Faccio quello che faccio da sempre: scrivo. Uso la scrittura per dare forma a pensieri e idee.
Da piccola consumavo pagine e pagine per descrivere le mie avventure quotidiane sul diario, oggi uso il linguaggio per creare testi efficaci, contenuti digitali, e organizzarne la gestione.
Mi piace trovare le parole giuste, mettere ordine ai testi e renderli chiari, e creare contenuti accessibili, piacevoli e utili.
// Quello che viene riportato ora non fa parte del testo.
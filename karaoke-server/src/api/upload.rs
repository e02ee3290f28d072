//! Upload gateway
//!
//! Accepts a multipart `file` field, sanitizes its declared name, streams the
//! body to a staging file in the upload directory and submits a separation
//! job. The staging file is renamed to its final name only once a queue slot
//! is held, so a rejected upload never touches another job's input.

use axum::{
    extract::{multipart::Field, DefaultBodyLimit, Multipart, Query, State},
    http::{header, HeaderMap, StatusCode},
    response::{IntoResponse, Response},
    routing::post,
    Json, Router,
};
use chrono::Utc;
use karaoke_common::events::KaraokeEvent;
use serde::{Deserialize, Serialize};
use std::path::Path;
use tokio::io::AsyncWriteExt;
use tokio::sync::broadcast::{self, error::RecvError};
use tracing::{debug, info, warn};
use uuid::Uuid;

use super::jobs::{status_url, JobStatusResponse};
use super::ui::render_result_page;
use crate::db::jobs;
use crate::error::{ApiError, ApiResult};
use crate::models::{FailureClass, Job, JobFailure, JobState};
use crate::services::SubmitError;
use crate::utils::filename::{artifact_key, sanitize_filename, split_extension, stored_upload_name};
use crate::utils::media::{is_allowed_extension, rejected_signature, ALLOWED_EXTENSIONS, SNIFF_LEN};
use crate::AppState;

/// Multipart field carrying the audio file
const FILE_FIELD: &str = "file";

/// Failure code recorded for jobs refused by admission control
const QUEUE_FULL_CODE: &str = "QUEUE_FULL";

/// Failure code recorded when the staged upload cannot be moved into place
const IO_FAILURE_CODE: &str = "IO_FAILURE";

/// `.{job_id}.part`, never a valid sanitized name since those cannot start with `.`
fn staging_name(job_id: Uuid) -> String {
    format!(".{}.part", job_id.simple())
}

#[derive(Debug, Default, Deserialize)]
pub struct UploadQuery {
    /// Block until the job finishes and return its artifacts
    #[serde(default)]
    pub wait: bool,
}

/// 202 response for asynchronous uploads
#[derive(Debug, Serialize)]
pub struct UploadAccepted {
    pub job_id: Uuid,
    pub state: JobState,
    pub status_url: String,
}

/// Browser form posts ask for HTML and get the result page
fn wants_html(headers: &HeaderMap) -> bool {
    headers
        .get(header::ACCEPT)
        .and_then(|v| v.to_str().ok())
        .map(|accept| accept.contains("text/html"))
        .unwrap_or(false)
}

/// POST /upload
pub async fn upload(
    State(state): State<AppState>,
    Query(query): Query<UploadQuery>,
    headers: HeaderMap,
    mut multipart: Multipart,
) -> ApiResult<Response> {
    let html = wants_html(&headers);
    let wait = query.wait || html;

    let field = loop {
        match multipart.next_field().await? {
            Some(field) if field.name() == Some(FILE_FIELD) => break field,
            Some(_) => continue,
            None => return Err(ApiError::MissingFile),
        }
    };

    let declared = field.file_name().unwrap_or_default().to_string();
    if declared.is_empty() {
        return Err(ApiError::EmptyFilename);
    }
    let filename = sanitize_filename(&declared);
    if filename.is_empty() {
        return Err(ApiError::EmptyFilename);
    }

    if !is_allowed_extension(split_extension(&filename).1) {
        return Err(ApiError::UnsupportedMedia(format!(
            "expected one of: {}",
            ALLOWED_EXTENSIONS.join(", ")
        )));
    }

    let job_id = Uuid::new_v4();
    let key = artifact_key(job_id, &filename, state.uploads.isolate_jobs);
    let input_path = state
        .uploads
        .upload_root
        .join(stored_upload_name(&key, &filename));

    let staging_path = state.uploads.upload_root.join(staging_name(job_id));

    let bytes = persist_field(field, &staging_path, state.uploads.max_upload_bytes).await?;
    debug!(job_id = %job_id, bytes, path = %staging_path.display(), "Upload staged");

    let mut job = Job::new(
        job_id,
        declared,
        filename.clone(),
        key,
        input_path.clone(),
        state.backend_name.clone(),
    );
    if let Err(e) = jobs::save_job(&state.db, &job).await {
        remove_upload(&staging_path).await;
        return Err(e.into());
    }

    // Subscribe before submitting so the terminal event cannot be missed
    let events = wait.then(|| state.event_bus.subscribe());

    let slot = match state.queue.try_reserve() {
        Ok(slot) => slot,
        Err(e) => {
            reject_job(&state, &mut job, QUEUE_FULL_CODE, &staging_path).await;
            return Err(match e {
                SubmitError::Full(depth) => {
                    warn!(job_id = %job_id, depth, "Job queue full, upload rejected");
                    ApiError::QueueFull
                }
                SubmitError::Closed => ApiError::Internal("job queue is closed".to_string()),
            });
        }
    };

    if let Err(e) = tokio::fs::rename(&staging_path, &input_path).await {
        drop(slot);
        reject_job(&state, &mut job, IO_FAILURE_CODE, &staging_path).await;
        return Err(e.into());
    }

    info!(
        job_id = %job_id,
        filename = %filename,
        bytes,
        path = %input_path.display(),
        "Upload stored"
    );

    // Queued goes out before a worker can announce the start
    state.event_bus.emit_lossy(KaraokeEvent::JobQueued {
        job_id,
        filename,
        timestamp: Utc::now(),
    });
    slot.submit(job_id);

    match events {
        Some(events) => {
            let job = wait_for_completion(&state, job_id, events).await?;
            finished_response(job, html)
        }
        None => Ok((
            StatusCode::ACCEPTED,
            [(header::LOCATION, status_url(job_id))],
            Json(UploadAccepted {
                job_id,
                state: JobState::Pending,
                status_url: status_url(job_id),
            }),
        )
            .into_response()),
    }
}

/// Stream a multipart field to `path`, enforcing the size limit and sniffing
/// the leading bytes. Any failure removes the partial file.
async fn persist_field(field: Field<'_>, path: &Path, max_bytes: u64) -> ApiResult<u64> {
    if let Some(parent) = path.parent() {
        tokio::fs::create_dir_all(parent).await?;
    }
    let file = tokio::fs::File::create(path).await?;

    match write_field(field, file, max_bytes).await {
        Ok(bytes) => Ok(bytes),
        Err(e) => {
            remove_upload(path).await;
            Err(e)
        }
    }
}

async fn write_field(mut field: Field<'_>, mut file: tokio::fs::File, max_bytes: u64) -> ApiResult<u64> {
    let mut written: u64 = 0;
    let mut head: Vec<u8> = Vec::with_capacity(SNIFF_LEN);
    let mut sniffed = false;

    while let Some(chunk) = field.chunk().await? {
        written += chunk.len() as u64;
        if written > max_bytes {
            return Err(ApiError::PayloadTooLarge(max_bytes));
        }

        if !sniffed {
            let take = (SNIFF_LEN - head.len()).min(chunk.len());
            head.extend_from_slice(&chunk[..take]);
            if head.len() >= SNIFF_LEN {
                check_signature(&head)?;
                sniffed = true;
            }
        }

        file.write_all(&chunk).await?;
    }

    if written == 0 {
        return Err(ApiError::BadRequest("uploaded file is empty".to_string()));
    }
    if !sniffed {
        check_signature(&head)?;
    }

    file.flush().await?;
    Ok(written)
}

fn check_signature(head: &[u8]) -> ApiResult<()> {
    match rejected_signature(head) {
        Some(mime) => Err(ApiError::UnsupportedMedia(format!(
            "content looks like {}",
            mime
        ))),
        None => Ok(()),
    }
}

/// Record a job refused before it reached the queue and drop its staged upload
async fn reject_job(state: &AppState, job: &mut Job, code: &str, staging_path: &Path) {
    job.mark_failed(JobFailure {
        code: code.to_string(),
        class: FailureClass::Transient,
    });
    if let Err(e) = jobs::save_job(&state.db, job).await {
        warn!(job_id = %job.job_id, "Failed to record rejected job: {}", e);
    }
    remove_upload(staging_path).await;
}

async fn remove_upload(path: &Path) {
    if let Err(e) = tokio::fs::remove_file(path).await {
        if e.kind() != std::io::ErrorKind::NotFound {
            warn!(path = %path.display(), "Failed to remove upload: {}", e);
        }
    }
}

/// Wait for the job's terminal event and return the stored record
///
/// Falls back to polling the database when this receiver lags behind the bus.
async fn wait_for_completion(
    state: &AppState,
    job_id: Uuid,
    mut events: broadcast::Receiver<KaraokeEvent>,
) -> ApiResult<Job> {
    loop {
        match events.recv().await {
            Ok(event) if event.job_id() == job_id && event.is_terminal() => break,
            Ok(_) => continue,
            Err(RecvError::Lagged(skipped)) => {
                debug!(job_id = %job_id, skipped, "Upload waiter lagged, checking job record");
                if let Some(job) = jobs::load_job(&state.db, job_id).await? {
                    if job.is_terminal() {
                        return Ok(job);
                    }
                }
            }
            Err(RecvError::Closed) => {
                return Err(ApiError::Internal("event bus closed".to_string()));
            }
        }
    }

    jobs::load_job(&state.db, job_id)
        .await?
        .ok_or_else(|| ApiError::Internal(format!("job {} vanished", job_id)))
}

fn finished_response(job: Job, html: bool) -> ApiResult<Response> {
    match (job.state, &job.locators, &job.failure) {
        (JobState::Succeeded, Some(locators), _) => {
            if html {
                Ok(render_result_page(&job.filename, locators).into_response())
            } else {
                Ok(Json(JobStatusResponse::from(&job)).into_response())
            }
        }
        (JobState::Failed, _, Some(failure)) => Err(ApiError::Separation {
            job_id: job.job_id,
            code: failure.code.clone(),
            class: failure.class,
        }),
        (JobState::Cancelled, _, _) => Err(ApiError::Conflict(format!(
            "Job {} was cancelled",
            job.job_id
        ))),
        (state, _, _) => Err(ApiError::Internal(format!(
            "job {} finished in inconsistent state {}",
            job.job_id, state
        ))),
    }
}

/// Build upload routes
///
/// `body_limit` caps the whole request body; the per-file limit is enforced
/// while streaming.
pub fn upload_routes(body_limit: usize) -> Router<AppState> {
    Router::new().route(
        "/upload",
        post(upload).layer(DefaultBodyLimit::max(body_limit)),
    )
}
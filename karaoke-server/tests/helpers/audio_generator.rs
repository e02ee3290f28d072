//! Audio Test Fixture Generator
//!
//! In-memory WAV files for upload tests

use std::io::Cursor;

/// Configuration for generated audio
#[derive(Debug, Clone)]
pub struct AudioConfig {
    pub duration_seconds: f64,
    pub sample_rate: u32,
    pub channels: u16,
    pub frequency_hz: f32,
}

impl Default for AudioConfig {
    fn default() -> Self {
        Self {
            duration_seconds: 0.5,
            sample_rate: 44100,
            channels: 2,
            frequency_hz: 440.0,
        }
    }
}

/// 16-bit PCM sine tone as WAV bytes
pub fn generate_wav_bytes(config: &AudioConfig) -> Vec<u8> {
    let spec = hound::WavSpec {
        channels: config.channels,
        sample_rate: config.sample_rate,
        bits_per_sample: 16,
        sample_format: hound::SampleFormat::Int,
    };

    let mut cursor = Cursor::new(Vec::new());
    {
        let mut writer = hound::WavWriter::new(&mut cursor, spec).unwrap();
        let frames = (config.duration_seconds * config.sample_rate as f64) as usize;
        for i in 0..frames {
            let t = i as f32 / config.sample_rate as f32;
            let value = (2.0 * std::f32::consts::PI * config.frequency_hz * t).sin() * 0.3;
            let sample = (value * i16::MAX as f32) as i16;
            for _ in 0..config.channels {
                writer.write_sample(sample).unwrap();
            }
        }
        writer.finalize().unwrap();
    }
    cursor.into_inner()
}

/// Half a second of stereo 440 Hz
pub fn short_song() -> Vec<u8> {
    generate_wav_bytes(&AudioConfig::default())
}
Faccio parte del team di Education Marketing Italia dal 2016: ho iniziato come autrice del blog e negli anni ho ampliato i miei ruoli. Oltre alla produzione e gestione dei nostri contenuti, affianco i miei colleghi nella gestione degli open day e nelle attività di design thinking.
Dal 2023 mi occupo in prima linea della cura del nostro brand: dalle mie mani passano piani editoriali, articoli, post, newsletter, webinar e la strategia che li tiene insieme.

Mi sono laureata in Comunicazione con una tesi sull'uso della lingua per l'infanzia, ho frequentato corsi sulla didattica emozionale e sulla robotica educativa. Sono stata istruttrice di pallavolo nel settore giovanile comasco.